* What is expected *
The job is to find each line in the entries holding the string "lifetime" and copy that line.

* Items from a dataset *
########################################

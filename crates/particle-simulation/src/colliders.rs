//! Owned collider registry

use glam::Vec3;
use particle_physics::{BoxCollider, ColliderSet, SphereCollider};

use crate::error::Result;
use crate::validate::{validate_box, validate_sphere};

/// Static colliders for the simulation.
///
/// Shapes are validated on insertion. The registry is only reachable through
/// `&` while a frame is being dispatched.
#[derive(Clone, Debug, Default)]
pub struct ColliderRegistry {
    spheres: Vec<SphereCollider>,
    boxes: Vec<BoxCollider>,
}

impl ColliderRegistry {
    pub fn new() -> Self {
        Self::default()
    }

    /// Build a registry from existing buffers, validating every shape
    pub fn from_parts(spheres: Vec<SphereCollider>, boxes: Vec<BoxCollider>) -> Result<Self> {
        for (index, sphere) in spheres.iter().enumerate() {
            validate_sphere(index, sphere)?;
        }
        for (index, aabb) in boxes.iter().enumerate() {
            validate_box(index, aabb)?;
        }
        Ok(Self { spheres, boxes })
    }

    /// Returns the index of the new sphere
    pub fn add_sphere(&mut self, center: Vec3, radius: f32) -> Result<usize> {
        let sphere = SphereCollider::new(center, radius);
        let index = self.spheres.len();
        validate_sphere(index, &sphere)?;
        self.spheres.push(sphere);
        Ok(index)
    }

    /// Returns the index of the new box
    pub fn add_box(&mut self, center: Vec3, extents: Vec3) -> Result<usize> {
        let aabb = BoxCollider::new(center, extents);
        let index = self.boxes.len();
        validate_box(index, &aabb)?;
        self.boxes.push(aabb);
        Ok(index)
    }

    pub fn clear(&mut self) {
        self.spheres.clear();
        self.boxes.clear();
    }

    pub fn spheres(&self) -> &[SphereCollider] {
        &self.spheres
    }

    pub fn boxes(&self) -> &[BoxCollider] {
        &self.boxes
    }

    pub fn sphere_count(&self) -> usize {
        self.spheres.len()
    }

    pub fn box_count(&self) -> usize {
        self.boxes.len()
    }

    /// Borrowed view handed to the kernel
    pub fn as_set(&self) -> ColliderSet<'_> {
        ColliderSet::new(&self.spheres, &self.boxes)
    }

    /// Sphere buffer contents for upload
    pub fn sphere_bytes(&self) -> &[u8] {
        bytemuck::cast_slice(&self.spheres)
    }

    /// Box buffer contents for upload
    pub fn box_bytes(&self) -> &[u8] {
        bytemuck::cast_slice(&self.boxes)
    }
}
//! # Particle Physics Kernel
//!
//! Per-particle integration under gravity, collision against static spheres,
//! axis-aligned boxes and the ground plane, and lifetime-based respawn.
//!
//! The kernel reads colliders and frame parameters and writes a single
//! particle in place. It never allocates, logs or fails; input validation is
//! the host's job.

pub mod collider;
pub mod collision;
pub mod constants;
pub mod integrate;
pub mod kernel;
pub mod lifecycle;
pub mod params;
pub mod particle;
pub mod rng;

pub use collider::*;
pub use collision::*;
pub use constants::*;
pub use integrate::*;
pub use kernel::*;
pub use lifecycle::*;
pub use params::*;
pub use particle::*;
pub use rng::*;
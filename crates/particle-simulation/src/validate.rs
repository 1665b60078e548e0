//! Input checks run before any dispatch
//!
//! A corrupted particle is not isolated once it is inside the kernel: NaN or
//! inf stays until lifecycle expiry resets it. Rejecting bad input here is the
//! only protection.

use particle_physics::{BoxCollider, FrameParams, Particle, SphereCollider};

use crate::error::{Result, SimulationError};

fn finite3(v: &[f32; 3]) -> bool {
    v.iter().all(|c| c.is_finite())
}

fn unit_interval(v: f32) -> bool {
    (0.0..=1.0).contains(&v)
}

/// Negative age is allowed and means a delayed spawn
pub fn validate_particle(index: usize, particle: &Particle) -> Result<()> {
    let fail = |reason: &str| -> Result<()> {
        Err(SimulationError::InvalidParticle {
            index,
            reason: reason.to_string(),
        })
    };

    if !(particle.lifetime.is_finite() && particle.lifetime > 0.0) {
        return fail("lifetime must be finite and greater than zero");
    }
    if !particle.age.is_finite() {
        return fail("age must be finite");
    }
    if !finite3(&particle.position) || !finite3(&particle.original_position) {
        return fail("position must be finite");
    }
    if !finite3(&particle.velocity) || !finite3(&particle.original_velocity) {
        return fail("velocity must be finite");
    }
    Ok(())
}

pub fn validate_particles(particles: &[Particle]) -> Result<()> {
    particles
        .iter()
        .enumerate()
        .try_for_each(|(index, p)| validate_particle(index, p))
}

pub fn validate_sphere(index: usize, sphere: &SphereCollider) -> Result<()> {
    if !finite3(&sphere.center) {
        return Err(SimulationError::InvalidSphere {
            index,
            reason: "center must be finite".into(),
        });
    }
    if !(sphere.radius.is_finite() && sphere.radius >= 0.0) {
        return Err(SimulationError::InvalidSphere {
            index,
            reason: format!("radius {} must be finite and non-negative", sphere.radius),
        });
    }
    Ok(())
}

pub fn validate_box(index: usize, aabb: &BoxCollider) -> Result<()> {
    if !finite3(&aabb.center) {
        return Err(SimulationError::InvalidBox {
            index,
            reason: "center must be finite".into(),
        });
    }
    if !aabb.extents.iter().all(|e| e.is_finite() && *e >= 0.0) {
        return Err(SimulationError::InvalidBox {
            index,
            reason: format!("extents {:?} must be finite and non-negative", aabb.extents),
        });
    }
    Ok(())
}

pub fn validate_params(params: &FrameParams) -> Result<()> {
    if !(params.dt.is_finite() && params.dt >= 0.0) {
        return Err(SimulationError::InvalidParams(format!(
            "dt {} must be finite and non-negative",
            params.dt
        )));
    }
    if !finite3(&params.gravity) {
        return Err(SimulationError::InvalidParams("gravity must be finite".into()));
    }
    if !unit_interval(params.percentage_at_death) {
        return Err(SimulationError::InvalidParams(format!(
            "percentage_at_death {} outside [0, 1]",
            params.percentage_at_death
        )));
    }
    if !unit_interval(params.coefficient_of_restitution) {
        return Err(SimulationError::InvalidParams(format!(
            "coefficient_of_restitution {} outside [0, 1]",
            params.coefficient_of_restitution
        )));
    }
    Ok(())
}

########################################

* Output for this exercise *
//! axis-aligned boxes and the ground plane, and lifetime-based respawn.
    if !(particle.lifetime.is_finite() && particle.lifetime > 0.0) {
        return fail("lifetime must be finite and greater than zero");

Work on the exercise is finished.